Published online by Cambridge University Press: 28 March 2008
Schools and universities
Medieval philosophical literature is closely associated with medieval schools and universities as well as with the material and psychological conditions prevailing at these institutions. The economic prosperity of the eleventh and twelfth centuries, which is manifest in the rise of towns and the specialisation of labour, also had far-ranging repercussions in the world of learning. Learning was no longer confined to monasteries and monastic schools, but a new guild of professional intellectuals was created, which developed new intellectual aspirations. Such men were no longer satisfied with the traditional concept of Christian wisdom but wanted to pursue the whole domain of human learning, and they resolutely set out to recover and develop the intellectual heritage of antiquity.

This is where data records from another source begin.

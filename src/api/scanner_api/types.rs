// ==========================================
// 工单流转追踪系统 - 扫码 API 请求/响应类型
// ==========================================
// JSON 字段使用 camelCase
// ==========================================

use crate::domain::types::{WipStatus, WorkOrderStatus};
use crate::domain::wip::{ScanEvent, WipItem, WipReworkLog, WipStepExecution};
use crate::domain::work_order::WorkOrder;
use serde::{Deserialize, Serialize};

// ==========================================
// 工单上下文预览
// ==========================================

/// 工单上下文（下一步去哪、能带多少数量、能否推进）
#[derive(Debug, Clone, Default, PartialEq, Eq, Serialize, Deserialize)]
#[serde(rename_all = "camelCase")]
pub struct WorkOrderContextResponse {
    pub found: bool,
    pub message: Option<String>,
    pub work_order_id: Option<i64>,
    pub work_order_status: Option<WorkOrderStatus>,
    pub product_id: Option<i64>,
    pub part_number: Option<String>,
    pub route_id: Option<i64>,
    pub current_step_id: Option<i64>,
    pub next_step_id: Option<i64>,
    pub next_step_number: Option<u32>,
    pub next_step_location_id: Option<i64>,
    pub next_step_location_name: Option<String>,
    pub previous_qty: Option<u32>,
    pub max_qty: Option<u32>,
    pub is_first_step: bool,
    pub can_proceed: bool,
}

impl WorkOrderContextResponse {
    /// 工单不存在
    pub fn not_found(message: &str) -> Self {
        Self {
            found: false,
            message: Some(message.to_string()),
            ..Default::default()
        }
    }

    /// 已找到工单，但无法给出下一步
    pub fn blocked(mut self, message: &str) -> Self {
        self.message = Some(message.to_string());
        self.can_proceed = false;
        self
    }
}

// ==========================================
// 登记扫码
// ==========================================

#[derive(Debug, Clone, Serialize, Deserialize)]
#[serde(rename_all = "camelCase")]
pub struct RegisterScanRequest {
    pub work_order_number: String,
    pub part_number: String,
    pub quantity: u32,
    pub user_id: i64,
    pub device_id: i64,
}

#[derive(Debug, Clone, PartialEq, Eq, Serialize, Deserialize)]
#[serde(rename_all = "camelCase")]
pub struct RegisterScanResponse {
    pub message: String,
    pub work_order_id: i64,
    pub wip_item_id: i64,
    pub route_step_id: i64,
    pub is_final_step: bool,
}

// ==========================================
// 报废
// ==========================================

#[derive(Debug, Clone, Serialize, Deserialize)]
#[serde(rename_all = "camelCase")]
pub struct ScrapRequest {
    pub work_order_number: String,
    pub user_id: i64,
    pub device_id: i64,
    #[serde(default)]
    pub reason: Option<String>,
}

#[derive(Debug, Clone, PartialEq, Eq, Serialize, Deserialize)]
#[serde(rename_all = "camelCase")]
pub struct ScrapResponse {
    pub message: String,
    pub work_order_id: i64,
    pub wip_item_id: Option<i64>,
}

// ==========================================
// 返工
// ==========================================

#[derive(Debug, Clone, Serialize, Deserialize)]
#[serde(rename_all = "camelCase")]
pub struct ReworkRequest {
    pub work_order_number: String,
    pub quantity: u32,
    pub user_id: i64,
    pub device_id: i64,
    #[serde(default)]
    pub reason: Option<String>,
    /// true: 返工完成放行；false: 挂起
    pub completed: bool,
}

#[derive(Debug, Clone, PartialEq, Eq, Serialize, Deserialize)]
#[serde(rename_all = "camelCase")]
pub struct ReworkResponse {
    pub message: String,
    pub work_order_id: i64,
    pub wip_item_id: i64,
    pub wip_status: WipStatus,
}

// ==========================================
// 零件查询 / 站点 / 履历
// ==========================================

#[derive(Debug, Clone, PartialEq, Eq, Serialize, Deserialize)]
#[serde(rename_all = "camelCase")]
pub struct PartLookupResponse {
    pub found: bool,
    pub message: Option<String>,
    pub part_number: String,
    pub product_id: Option<i64>,
    pub subfamily_id: Option<i64>,
    pub subfamily_name: Option<String>,
    pub active_route_id: Option<i64>,
}

#[derive(Debug, Clone, PartialEq, Eq, Serialize, Deserialize)]
#[serde(rename_all = "camelCase")]
pub struct LocationDto {
    pub id: i64,
    pub name: String,
}

/// 工单履历（工序台账只读视图）
#[derive(Debug, Clone, PartialEq, Eq, Serialize, Deserialize)]
#[serde(rename_all = "camelCase")]
pub struct WorkOrderHistoryResponse {
    pub work_order: WorkOrder,
    pub wip_item: Option<WipItem>,
    pub executions: Vec<WipStepExecution>,
    pub scan_events: Vec<ScanEvent>,
    pub rework_logs: Vec<WipReworkLog>,
}
// ==========================================
// 工单流转追踪系统 - 应用状态
// ==========================================
// 职责: 管理应用级别的共享状态和API实例
// ==========================================

use std::sync::{Arc, Mutex};

use rusqlite::Connection;

use crate::api::ScannerApi;
use crate::config::ConfigManager;
use crate::db::{ensure_schema, open_sqlite_connection};
use crate::engine::{AutoProvisioningPolicy, ConfiguredProvisioningPolicy};
use crate::repository::{
    CatalogRepository, RouteCatalogRepository, StepLedgerRepository, WipRepository,
    WorkOrderRepository,
};

/// 应用状态
///
/// 所有仓储共享同一个数据库连接
pub struct AppState {
    /// 数据库路径
    pub db_path: String,

    /// 扫码API
    pub scanner_api: Arc<ScannerApi>,

    /// 配置管理器
    pub config_manager: Arc<ConfigManager>,

    /// 主数据仓储（站点/设备/产品维护）
    pub catalog_repo: Arc<CatalogRepository>,

    /// 工艺路线仓储（路线维护）
    pub route_catalog_repo: Arc<RouteCatalogRepository>,
}

impl AppState {
    /// 创建新的AppState实例
    ///
    /// # 说明
    /// 该方法会：
    /// 1. 打开数据库并初始化 schema
    /// 2. 初始化所有Repository
    /// 3. 创建API实例（自动建单策略读取 config_kv）
    pub fn new(db_path: String) -> Result<Self, String> {
        tracing::info!("初始化AppState，数据库路径: {}", db_path);

        let conn = open_sqlite_connection(&db_path).map_err(|e| format!("无法打开数据库: {}", e))?;
        ensure_schema(&conn).map_err(|e| format!("数据库 schema 初始化失败: {}", e))?;

        Self::from_connection(db_path, Arc::new(Mutex::new(conn)))
    }

    /// 基于已初始化的连接创建（测试复用）
    pub fn from_connection(db_path: String, conn: Arc<Mutex<Connection>>) -> Result<Self, String> {
        let config_manager = Arc::new(
            ConfigManager::from_connection(conn.clone())
                .map_err(|e| format!("配置管理器初始化失败: {}", e))?,
        );
        let provisioning: Arc<dyn AutoProvisioningPolicy> =
            Arc::new(ConfiguredProvisioningPolicy::new());

        Ok(Self::with_policy(db_path, conn, config_manager, provisioning))
    }

    /// 指定自动建单策略创建
    pub fn with_policy(
        db_path: String,
        conn: Arc<Mutex<Connection>>,
        config_manager: Arc<ConfigManager>,
        provisioning: Arc<dyn AutoProvisioningPolicy>,
    ) -> Self {
        // ==========================================
        // 初始化Repository层
        // ==========================================
        let catalog_repo = Arc::new(CatalogRepository::new(conn.clone()));
        let route_catalog_repo = Arc::new(RouteCatalogRepository::new(conn.clone()));
        let work_order_repo = Arc::new(WorkOrderRepository::new(conn.clone()));
        let wip_repo = Arc::new(WipRepository::new(conn.clone()));
        let ledger_repo = Arc::new(StepLedgerRepository::new(conn.clone()));

        // ==========================================
        // 初始化API层
        // ==========================================
        let scanner_api = Arc::new(ScannerApi::new(
            conn,
            catalog_repo.clone(),
            work_order_repo,
            wip_repo,
            ledger_repo,
            provisioning,
        ));

        tracing::info!("AppState初始化完成");

        Self {
            db_path,
            scanner_api,
            config_manager,
            catalog_repo,
            route_catalog_repo,
        }
    }
}
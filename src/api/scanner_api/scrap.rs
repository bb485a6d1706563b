use super::*;
use crate::domain::types::{WipStatus, WorkOrderStatus};

pub const MSG_SCRAPPED: &str = "工单已取消";
pub const MSG_SCRAP_FINISHED: &str = "工单已完工，不能报废";

impl ScannerApi {
    // ==========================================
    // 报废
    // ==========================================

    /// 报废工单
    ///
    /// # 规则
    /// - 工单 → CANCELLED；已有 WIP 时 → SCRAPPED，并在当前工序记录 ERROR 扫码事件
    /// - 已完工或已取消的工单拒绝报废
    /// - reason 只写入日志
    pub fn scrap(&self, request: &ScrapRequest) -> ApiResult<ScrapResponse> {
        let wo_number = ScanOperationValidator::require_wo_number(&request.work_order_number)?;
        let reason = normalize_reason(request.reason.as_deref());

        let response = self.run_write("scrap", wo_number, |tx| {
            let _actor = ScanOperationValidator::validate_actor_tx(tx, request.user_id, request.device_id)?;

            let work_order = WorkOrderRepository::find_by_number_tx(tx, wo_number)?
                .ok_or_else(|| ApiError::NotFound(MSG_WORK_ORDER_NOT_FOUND.to_string()))?;
            match work_order.status {
                WorkOrderStatus::Finished => {
                    return Err(ApiError::StateConflict(MSG_SCRAP_FINISHED.to_string()).into())
                }
                WorkOrderStatus::Cancelled => {
                    return Err(ApiError::StateConflict(MSG_WORK_ORDER_CANCELLED.to_string()).into())
                }
                WorkOrderStatus::Open | WorkOrderStatus::InProgress => {}
            }

            WorkOrderRepository::update_status_tx(tx, &work_order, WorkOrderStatus::Cancelled)?;

            let wip = WipRepository::find_by_work_order_tx(tx, work_order.work_order_id)?;
            if let Some(wip) = &wip {
                WipRepository::update_status_tx(tx, wip, WipStatus::Scrapped)?;
                StepLedgerRepository::append_scan_event_tx(
                    tx,
                    wip.wip_item_id,
                    wip.current_step_id,
                    ScanType::Error,
                )?;
            }

            Ok(ScrapResponse {
                message: MSG_SCRAPPED.to_string(),
                work_order_id: work_order.work_order_id,
                wip_item_id: wip.map(|w| w.wip_item_id),
            })
        })?;

        tracing::info!(
            wo_number,
            work_order_id = response.work_order_id,
            wip_item_id = ?response.wip_item_id,
            user_id = request.user_id,
            device_id = request.device_id,
            reason = reason.as_deref().unwrap_or(""),
            "工单已报废"
        );
        Ok(response)
    }
}
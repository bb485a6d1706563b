// ==========================================
// 工单流转追踪系统 - HTTP 服务主入口
// ==========================================

use std::sync::Arc;

use trackii_wip::app::{build_router, AppState};
use trackii_wip::config::AppConfig;
use trackii_wip::logging;

#[tokio::main]
async fn main() -> anyhow::Result<()> {
    // 初始化日志系统
    logging::init();

    tracing::info!("==================================================");
    tracing::info!("{}", trackii_wip::APP_NAME);
    tracing::info!("系统版本: {}", trackii_wip::VERSION);
    tracing::info!("==================================================");

    let config = AppConfig::from_env()?;
    tracing::info!("使用数据库: {}", config.db_path);

    let db_path = config.db_path.clone();
    let app_state = tokio::task::spawn_blocking(move || AppState::new(db_path))
        .await?
        .map_err(|e| anyhow::anyhow!("无法初始化AppState: {}", e))?;

    let app = build_router(Arc::new(app_state));
    let listener = tokio::net::TcpListener::bind(config.bind_addr).await?;
    tracing::info!("HTTP 服务已启动: {}", config.bind_addr);

    axum::serve(listener, app)
        .with_graceful_shutdown(shutdown_signal())
        .await?;

    tracing::info!("HTTP 服务已停止");
    Ok(())
}

async fn shutdown_signal() {
    if let Err(e) = tokio::signal::ctrl_c().await {
        tracing::error!("无法监听 Ctrl-C: {}", e);
        std::future::pending::<()>().await;
    }
    tracing::info!("收到退出信号，正在关闭...");
}
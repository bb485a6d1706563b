// ==========================================
// 工单流转追踪系统 - SQLite 连接初始化
// ==========================================
// 目标:
// - 统一所有 Connection::open 的 PRAGMA 行为
// - 统一 busy_timeout，减少并发写入时的偶发 busy 错误
// - 空库启动时自动建表
// ==========================================

use rusqlite::Connection;
use rusqlite::OptionalExtension;
use std::time::Duration;

/// 默认 busy_timeout（毫秒）
pub const DEFAULT_BUSY_TIMEOUT_MS: u64 = 5_000;

/// 当前代码所期望的 schema_version（与 `migrations/v0.*.sql` 对齐）
pub const CURRENT_SCHEMA_VERSION: i64 = 1;

/// 初始建表脚本
const INIT_SCHEMA_SQL: &str = include_str!("../migrations/v0.1_init.sql");

/// 配置 SQLite 连接的统一 PRAGMA
///
/// 说明：
/// - foreign_keys 需要“每个连接”单独开启
/// - busy_timeout 需要“每个连接”单独配置
pub fn configure_sqlite_connection(conn: &Connection) -> rusqlite::Result<()> {
    conn.execute_batch("PRAGMA foreign_keys = ON;")?;
    conn.busy_timeout(Duration::from_millis(DEFAULT_BUSY_TIMEOUT_MS))?;
    Ok(())
}

/// 打开 SQLite 连接并应用统一配置
pub fn open_sqlite_connection(db_path: &str) -> rusqlite::Result<Connection> {
    let conn = Connection::open(db_path)?;
    configure_sqlite_connection(&conn)?;
    Ok(conn)
}

/// 读取 schema_version（若表不存在则返回 None）
pub fn read_schema_version(conn: &Connection) -> rusqlite::Result<Option<i64>> {
    let has_table: bool = conn
        .query_row(
            "SELECT 1 FROM sqlite_master WHERE type='table' AND name='schema_version' LIMIT 1",
            [],
            |_row| Ok(true),
        )
        .optional()?
        .unwrap_or(false);

    if !has_table {
        return Ok(None);
    }

    let v: Option<i64> = conn.query_row("SELECT MAX(version) FROM schema_version", [], |row| row.get(0))?;
    Ok(v)
}

/// 确保 schema 已初始化
///
/// - 无 schema_version 表: 执行初始建表脚本
/// - 版本不一致: 仅告警（不做自动迁移）
pub fn ensure_schema(conn: &Connection) -> rusqlite::Result<()> {
    match read_schema_version(conn)? {
        None => {
            tracing::info!("数据库未初始化，执行建表脚本 (schema v{})", CURRENT_SCHEMA_VERSION);
            conn.execute_batch(INIT_SCHEMA_SQL)?;
        }
        Some(v) if v != CURRENT_SCHEMA_VERSION => {
            tracing::warn!(
                "schema_version 不一致: db={}, expected={}",
                v,
                CURRENT_SCHEMA_VERSION
            );
        }
        Some(_) => {}
    }
    Ok(())
}

#[cfg(test)]
mod tests {
    use super::*;

    #[test]
    fn test_ensure_schema_is_idempotent() {
        let conn = Connection::open_in_memory().unwrap();
        configure_sqlite_connection(&conn).unwrap();

        assert_eq!(read_schema_version(&conn).unwrap(), None);
        ensure_schema(&conn).unwrap();
        assert_eq!(read_schema_version(&conn).unwrap(), Some(CURRENT_SCHEMA_VERSION));

        // 再次执行不应报错
        ensure_schema(&conn).unwrap();
        assert_eq!(read_schema_version(&conn).unwrap(), Some(CURRENT_SCHEMA_VERSION));
    }
}
// ==========================================
// 工单流转追踪系统 - 工单实体
// ==========================================
// 工单拥有零或一个 WIP（通过 wip_item.work_order_id 查找），
// 工单本身不持有 WIP 引用
// ==========================================

use crate::domain::types::WorkOrderStatus;
use serde::{Deserialize, Serialize};

/// 工单（一个生产批次）
#[derive(Debug, Clone, PartialEq, Eq, Serialize, Deserialize)]
#[serde(rename_all = "camelCase")]
pub struct WorkOrder {
    pub work_order_id: i64,
    /// 业务单号（唯一）
    pub wo_number: String,
    pub product_id: i64,
    pub status: WorkOrderStatus,
    /// 乐观锁版本号
    pub revision: i64,
}
// ==========================================
// 工单流转追踪系统 - 工序台账仓储
// ==========================================
// 覆盖: 工序执行记录 / 扫码审计事件 / 返工记录
// 红线: 只追加，不更新、不删除
// ==========================================

use crate::domain::types::ScanType;
use crate::domain::wip::{NewReworkLog, NewStepExecution, ScanEvent, WipReworkLog, WipStepExecution};
use crate::repository::error::{RepositoryError, RepositoryResult};
use crate::repository::{now_ts, parse_enum, parse_ts};
use rusqlite::{params, Connection, OptionalExtension, Row, Transaction};
use std::sync::{Arc, Mutex};

// ==========================================
// StepLedgerRepository - 工序台账仓储
// ==========================================
pub struct StepLedgerRepository {
    conn: Arc<Mutex<Connection>>,
}

impl StepLedgerRepository {
    /// 创建新的工序台账仓储
    pub fn new(conn: Arc<Mutex<Connection>>) -> Self {
        Self { conn }
    }

    /// 获取数据库连接
    fn get_conn(&self) -> RepositoryResult<std::sync::MutexGuard<'_, Connection>> {
        self.conn
            .lock()
            .map_err(|e| RepositoryError::LockError(e.to_string()))
    }

    // ==========================================
    // 工序执行记录
    // ==========================================

    /// 查询某 WIP 在某工序的执行记录
    pub fn find_execution_tx(
        conn: &Connection,
        wip_item_id: i64,
        route_step_id: i64,
    ) -> RepositoryResult<Option<WipStepExecution>> {
        let exec = conn
            .query_row(
                r#"
                SELECT execution_id, wip_item_id, route_step_id, user_id, device_id,
                       location_id, created_at, qty_in, qty_scrap
                FROM wip_step_execution
                WHERE wip_item_id = ?1 AND route_step_id = ?2
                "#,
                params![wip_item_id, route_step_id],
                map_execution,
            )
            .optional()?;
        Ok(exec)
    }

    /// 查询 WIP 的全部执行记录（按写入顺序）
    pub fn list_executions(&self, wip_item_id: i64) -> RepositoryResult<Vec<WipStepExecution>> {
        let conn = self.get_conn()?;
        Self::list_executions_tx(&conn, wip_item_id)
    }

    pub fn list_executions_tx(conn: &Connection, wip_item_id: i64) -> RepositoryResult<Vec<WipStepExecution>> {
        let mut stmt = conn.prepare(
            r#"
            SELECT execution_id, wip_item_id, route_step_id, user_id, device_id,
                   location_id, created_at, qty_in, qty_scrap
            FROM wip_step_execution
            WHERE wip_item_id = ?1
            ORDER BY execution_id ASC
            "#,
        )?;
        let rows = stmt
            .query_map(params![wip_item_id], map_execution)?
            .collect::<rusqlite::Result<Vec<_>>>()?;
        Ok(rows)
    }

    /// 追加工序执行记录
    ///
    /// 同一 (WIP, 工序) 重复写入会触发唯一约束（UniqueConstraintViolation）
    pub fn insert_execution_tx(tx: &Transaction, exec: &NewStepExecution) -> RepositoryResult<i64> {
        tx.execute(
            r#"
            INSERT INTO wip_step_execution (
                wip_item_id, route_step_id, user_id, device_id, location_id,
                created_at, qty_in, qty_scrap
            ) VALUES (?1, ?2, ?3, ?4, ?5, ?6, ?7, 0)
            "#,
            params![
                exec.wip_item_id,
                exec.route_step_id,
                exec.user_id,
                exec.device_id,
                exec.location_id,
                now_ts(),
                exec.qty_in,
            ],
        )?;
        Ok(tx.last_insert_rowid())
    }

    // ==========================================
    // 扫码审计事件
    // ==========================================

    /// 追加扫码事件
    pub fn append_scan_event_tx(
        tx: &Transaction,
        wip_item_id: i64,
        route_step_id: i64,
        scan_type: ScanType,
    ) -> RepositoryResult<i64> {
        tx.execute(
            r#"
            INSERT INTO scan_event (wip_item_id, route_step_id, scan_type, ts)
            VALUES (?1, ?2, ?3, ?4)
            "#,
            params![wip_item_id, route_step_id, scan_type.to_db_str(), now_ts()],
        )?;
        Ok(tx.last_insert_rowid())
    }

    /// 查询 WIP 的扫码事件（按写入顺序）
    pub fn list_scan_events(&self, wip_item_id: i64) -> RepositoryResult<Vec<ScanEvent>> {
        let conn = self.get_conn()?;
        Self::list_scan_events_tx(&conn, wip_item_id)
    }

    pub fn list_scan_events_tx(conn: &Connection, wip_item_id: i64) -> RepositoryResult<Vec<ScanEvent>> {
        let mut stmt = conn.prepare(
            r#"
            SELECT scan_event_id, wip_item_id, route_step_id, scan_type, ts
            FROM scan_event
            WHERE wip_item_id = ?1
            ORDER BY scan_event_id ASC
            "#,
        )?;
        let rows = stmt
            .query_map(params![wip_item_id], |row| {
                Ok(ScanEvent {
                    scan_event_id: row.get(0)?,
                    wip_item_id: row.get(1)?,
                    route_step_id: row.get(2)?,
                    scan_type: parse_enum(row, 3, ScanType::from_str)?,
                    ts: parse_ts(row, 4)?,
                })
            })?
            .collect::<rusqlite::Result<Vec<_>>>()?;
        Ok(rows)
    }

    // ==========================================
    // 返工记录
    // ==========================================

    /// 追加返工记录
    pub fn append_rework_log_tx(tx: &Transaction, log: &NewReworkLog) -> RepositoryResult<i64> {
        tx.execute(
            r#"
            INSERT INTO wip_rework_log (
                wip_item_id, location_id, user_id, device_id, qty, reason, created_at
            ) VALUES (?1, ?2, ?3, ?4, ?5, ?6, ?7)
            "#,
            params![
                log.wip_item_id,
                log.location_id,
                log.user_id,
                log.device_id,
                log.qty,
                log.reason,
                now_ts(),
            ],
        )?;
        Ok(tx.last_insert_rowid())
    }

    /// 查询 WIP 的返工记录（按写入顺序）
    pub fn list_rework_logs(&self, wip_item_id: i64) -> RepositoryResult<Vec<WipReworkLog>> {
        let conn = self.get_conn()?;
        Self::list_rework_logs_tx(&conn, wip_item_id)
    }

    pub fn list_rework_logs_tx(conn: &Connection, wip_item_id: i64) -> RepositoryResult<Vec<WipReworkLog>> {
        let mut stmt = conn.prepare(
            r#"
            SELECT rework_log_id, wip_item_id, location_id, user_id, device_id,
                   qty, reason, created_at
            FROM wip_rework_log
            WHERE wip_item_id = ?1
            ORDER BY rework_log_id ASC
            "#,
        )?;
        let rows = stmt
            .query_map(params![wip_item_id], |row| {
                Ok(WipReworkLog {
                    rework_log_id: row.get(0)?,
                    wip_item_id: row.get(1)?,
                    location_id: row.get(2)?,
                    user_id: row.get(3)?,
                    device_id: row.get(4)?,
                    qty: row.get(5)?,
                    reason: row.get(6)?,
                    created_at: parse_ts(row, 7)?,
                })
            })?
            .collect::<rusqlite::Result<Vec<_>>>()?;
        Ok(rows)
    }
}

fn map_execution(row: &Row) -> rusqlite::Result<WipStepExecution> {
    Ok(WipStepExecution {
        execution_id: row.get(0)?,
        wip_item_id: row.get(1)?,
        route_step_id: row.get(2)?,
        user_id: row.get(3)?,
        device_id: row.get(4)?,
        location_id: row.get(5)?,
        created_at: parse_ts(row, 6)?,
        qty_in: row.get(7)?,
        qty_scrap: row.get(8)?,
    })
}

Even in the very early Middle Ages, schools clustered around ecclesiastical centres, especially the chapters of episcopal sees, which throughout the Middle Ages provided the most important financial support for learning. Scholars shared the privileges of clergy although they were not required to take higher orders; in fact their clerical status was the best way of securing a certain amount of protection and independence against local authorities in surroundings which for the most part were hostile and brutal.
This description is especially appropriate for the situation in one of the centres of the twelfth-century intellectual expansion, the central part of France, between the Loire and the Rhine. Here schools flourished and decayed within short spans of time, often due to the presence or absence of one especially gifted teacher; Laon, Rheims, Melun, and Chartres are but a few examples of such schools.